Let S be a string of length n. S[i, j] denotes the substring of S from index i to j. Before constructing the suffix tree, we concatenate a new character, $, to S. By adding this unique character to the end of S, we can avoid cases when a suffix is a prefix of another suffix.
A suffix tree is a rooted, directed tree. It has n leaf nodes labeled from 1 to n, and its edges are labeled by the letters. On a path from the root to the leaf j, one can read the string's suffix S[j, n] and a $ sign. Such a path is denoted by P(j), and its label is referred to as the path label of j and denoted by L(j).
Image of suffix tree for the word “aabccb”
Suffix trees use much space, as we can see from the above image. There are long branches that can be compressed, as discussed earlier. A compact suffix tree of S is a rooted directed tree with n leaves. Each internal node has at least two children. The label of a path is the concatenation of the labels on its edges.
Image of compressed suffix tree for the word “aabccb”
Brute Force algorithm for constructing suffix trees
The brute force algorithm to construct a suffix tree is to consider all suffixes of a string and insert them one by one into a trie. This will take O(N²) time as there are N suffixes, and each suffix will take O(N) time to insert into the trie. This method of constructing suffix trees is inefficient for large strings, and we need to find a better method to construct the suffix tree.
Ukkonen's algorithm for constructing suffix trees
The basic idea of Ukkonen's Algorithm is to divide the process of constructing a suffix tree into phases. Further, each phase is divided into extensions. In phase i, the ith character is considered. In phase i, all the suffixes of the string S[1:i] are inserted into the trie, and inserting the jth suffix, S[j: i], in a phase is called the jth extension of that phase. So, in the ith phase, there are i extensions and overall there are N such phases. It looks like this is O(N²) task, but the algorithm exploits the fact that these are suffixes of the same string and uses different mechanisms that bring down the time complexity to O(N).

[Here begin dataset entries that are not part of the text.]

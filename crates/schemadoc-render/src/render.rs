use schemadoc_core::{ConstraintDescriptor, ConstraintKind, TableDescriptor};

use crate::config::{RenderConfig, TextAlign};
use crate::ddl::DdlGenerator;
use crate::errors::Result;
use crate::project::{ProjectedRow, escape_cell, project};

/// Heading used for tables without a schema when grouping by schema.
pub const UNSCOPED_GROUP: &str = "unscoped";

/// Render the selected tables as markdown.
///
/// Sections are separated by one blank line and the output has no trailing
/// newline. An empty table list renders as an empty string. The only failure
/// is the DDL generator rejecting `config.sql_dialect` when `show_sql` is set.
pub fn render(
    tables: &[&TableDescriptor],
    config: &RenderConfig,
    ddl: &dyn DdlGenerator,
) -> Result<String> {
    let mut blocks = Vec::new();

    if config.group_by_schema {
        for (schema, members) in group_by_schema(tables) {
            let label = match schema {
                Some(schema) => format!("`{schema}`"),
                None => UNSCOPED_GROUP.to_string(),
            };
            blocks.push(heading(config.schema_heading_level, &label));
            for table in members {
                blocks.extend(render_table(table, config, ddl)?);
            }
        }
    } else {
        for &table in tables {
            blocks.extend(render_table(table, config, ddl)?);
        }
    }

    Ok(blocks.join("\n\n"))
}

/// Partition tables by schema, groups in first-seen order.
fn group_by_schema<'a>(
    tables: &[&'a TableDescriptor],
) -> Vec<(Option<&'a str>, Vec<&'a TableDescriptor>)> {
    let mut groups: Vec<(Option<&'a str>, Vec<&'a TableDescriptor>)> = Vec::new();

    for &table in tables {
        let schema = table.schema.as_deref();
        match groups.iter_mut().find(|(key, _)| *key == schema) {
            Some((_, members)) => members.push(table),
            None => groups.push((schema, vec![table])),
        }
    }

    groups
}

fn render_table(
    table: &TableDescriptor,
    config: &RenderConfig,
    ddl: &dyn DdlGenerator,
) -> Result<Vec<String>> {
    let qualified = table.qualified_name();
    let mut blocks = vec![heading(config.heading_level, &format!("`{qualified}`"))];

    if let Some(comment) = table.comment.as_deref().map(str::trim) {
        if !comment.is_empty() {
            blocks.push(comment.to_string());
        }
    }

    let rows = project(table, config);
    blocks.push(markdown_table(&rows, config));

    if config.show_indexes {
        blocks.push(indexes_section(table));
    }
    if config.show_constraints {
        blocks.push(constraints_section(table));
    }
    if config.show_sql {
        let sql = ddl.create_table(table, &config.sql_dialect)?;
        blocks.push(format!("```sql\n{sql}\n```"));
    }

    tracing::debug!(
        event = "table_rendered",
        table = %qualified,
        rows = rows.len()
    );
    Ok(blocks)
}

fn heading(level: u8, text: &str) -> String {
    format!("{} {}", "#".repeat(usize::from(level)), text)
}

fn markdown_table(rows: &[ProjectedRow], config: &RenderConfig) -> String {
    let header: Vec<&str> = config.fields.iter().map(|field| field.name()).collect();
    let separator: Vec<String> = header
        .iter()
        .map(|name| separator_cell(name.len() + 2, config.text_align))
        .collect();

    let mut lines = Vec::with_capacity(rows.len() + 2);
    lines.push(format!("| {} |", header.join(" | ")));
    lines.push(format!("|{}|", separator.join("|")));
    for row in rows {
        let cells: Vec<&str> = row.iter().map(|(_, value)| value.as_str()).collect();
        lines.push(format!("| {} |", cells.join(" | ")));
    }

    lines.join("\n")
}

fn separator_cell(width: usize, align: TextAlign) -> String {
    match align {
        TextAlign::Left => format!(":{}", "-".repeat(width - 1)),
        TextAlign::Center => format!(":{}:", "-".repeat(width - 2)),
        TextAlign::Right => format!("{}:", "-".repeat(width - 1)),
    }
}

fn indexes_section(table: &TableDescriptor) -> String {
    if table.indexes.is_empty() {
        return "**Indexes:** None".to_string();
    }

    let mut lines = vec!["**Indexes:**".to_string(), String::new()];
    for index in &table.indexes {
        let mut line = format!("- `{}`: {}", index.name, code_list(&index.columns));
        if index.unique {
            line.push_str(" (unique)");
        }
        lines.push(line);
    }
    lines.join("\n")
}

fn constraints_section(table: &TableDescriptor) -> String {
    // Unnamed and underscore-prefixed constraints are internal to the ORM.
    let documented: Vec<(&str, &ConstraintDescriptor)> = table
        .constraints
        .iter()
        .filter_map(|constraint| {
            let name = constraint.name.as_deref()?;
            (!name.starts_with('_')).then_some((name, constraint))
        })
        .collect();

    if documented.is_empty() {
        return "**Constraints:** None".to_string();
    }

    let mut lines = vec!["**Constraints:**".to_string(), String::new()];
    for (name, constraint) in documented {
        let detail = match (&constraint.kind, &constraint.expression) {
            (ConstraintKind::Check, Some(expression)) => format!("`{}`", escape_cell(expression)),
            _ => code_list(&constraint.columns),
        };
        if detail.is_empty() {
            lines.push(format!("- `{}` ({})", name, constraint.kind));
        } else {
            lines.push(format!("- `{}` ({}: {})", name, constraint.kind, detail));
        }
    }
    lines.join("\n")
}

fn code_list(items: &[String]) -> String {
    items
        .iter()
        .map(|item| format!("`{item}`"))
        .collect::<Vec<_>>()
        .join(", ")
}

We will now see how an extension step works. We will consider the jth extension of the ith phase. Extending the path S[j:i-1] by adding the letter S[i] is known as the suffix extension. As we are in the ith phase right now, all S[1:i-1] substrings have already been inserted into the tree in the i-1th phase. First, find the last character of S[j:i-1] and then extend it to make sure that S[j:i-1] + S[i](S[j:i]) occurs in the tree. For the extension, the
following rules have to be considered:
- The complete string S[j:i-1] is found in the tree, and the path ends at a leaf node. In this case, we append the character to the last edge label, and no new nodes are created.
- If at the end of S[j:i-1] there is no path started with S[i], create a new edge from this position to a new leaf, and label it with S[i]. If this position is inside an edge, then create here a new node and divide the label of the original edge.
- If S[j: i] is already in the tree, do nothing.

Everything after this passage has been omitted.